=== Data supplied ===
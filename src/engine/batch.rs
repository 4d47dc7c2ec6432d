use crate::engine::types::{CandidateMessage, CandidateType, MessageId};
use crate::error::{ClassifierError, ClassifierResult};

#[derive(Debug, Clone, PartialEq)]
pub struct Batch {
    pub index: usize,
    pub candidate_type: CandidateType,
    pub candidates: Vec<CandidateMessage>,
    pub estimated_tokens: usize,
}

impl Batch {
    pub fn message_ids(&self) -> Vec<MessageId> {
        self.candidates.iter().map(|c| c.message_id).collect()
    }

    pub fn candidate(&self, message_id: MessageId) -> Option<&CandidateMessage> {
        self.candidates.iter().find(|c| c.message_id == message_id)
    }
}

/// Group candidates into type-homogeneous batches of at most
/// `max_batch_candidates`, preserving input order inside each type.
/// Suggestions come before agreements.
///
/// `estimate_prompt_tokens` measures the fully rendered prompt; a batch
/// over `max_batch_tokens` is a configuration error and fails the whole
/// build rather than being split or truncated.
pub fn build_batches<F>(
    candidates: &[CandidateMessage],
    max_batch_candidates: usize,
    max_batch_tokens: usize,
    estimate_prompt_tokens: F,
) -> ClassifierResult<Vec<Batch>>
where
    F: Fn(CandidateType, &[CandidateMessage]) -> usize,
{
    if max_batch_candidates == 0 {
        return Err(ClassifierError::InvalidRequest(
            "batch size must be at least 1".to_string(),
        ));
    }

    let mut batches = Vec::new();
    for kind in [CandidateType::Suggestion, CandidateType::Agreement] {
        let partition: Vec<CandidateMessage> = candidates
            .iter()
            .filter(|c| c.candidate_type == kind)
            .cloned()
            .collect();

        for chunk in partition.chunks(max_batch_candidates) {
            let estimated_tokens = estimate_prompt_tokens(kind, chunk);
            let index = batches.len();
            if estimated_tokens > max_batch_tokens {
                return Err(ClassifierError::InvalidRequest(format!(
                    "batch {} ({} {} candidates) renders to ~{} tokens, over the {} token ceiling; lower the batch size",
                    index + 1,
                    chunk.len(),
                    kind.label(),
                    estimated_tokens,
                    max_batch_tokens
                )));
            }
            batches.push(Batch {
                index,
                candidate_type: kind,
                candidates: chunk.to_vec(),
                estimated_tokens,
            });
        }
    }
    Ok(batches)
}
===
• [Assigned task]
Working from the records above, write out verbatim only the lines from the line containing "#[derive(Debug, Clone, PartialEq)]" through the line containing "fails the whole".

• [Response area]
#[derive(Debug, Clone, PartialEq)]
pub struct Batch {
    pub index: usize,
    pub candidate_type: CandidateType,
    pub candidates: Vec<CandidateMessage>,
    pub estimated_tokens: usize,
}

impl Batch {
    pub fn message_ids(&self) -> Vec<MessageId> {
        self.candidates.iter().map(|c| c.message_id).collect()
    }

    pub fn candidate(&self, message_id: MessageId) -> Option<&CandidateMessage> {
        self.candidates.iter().find(|c| c.message_id == message_id)
    }
}

/// Group candidates into type-homogeneous batches of at most
/// `max_batch_candidates`, preserving input order inside each type.
/// Suggestions come before agreements.
///
/// `estimate_prompt_tokens` measures the fully rendered prompt; a batch
/// over `max_batch_tokens` is a configuration error and fails the whole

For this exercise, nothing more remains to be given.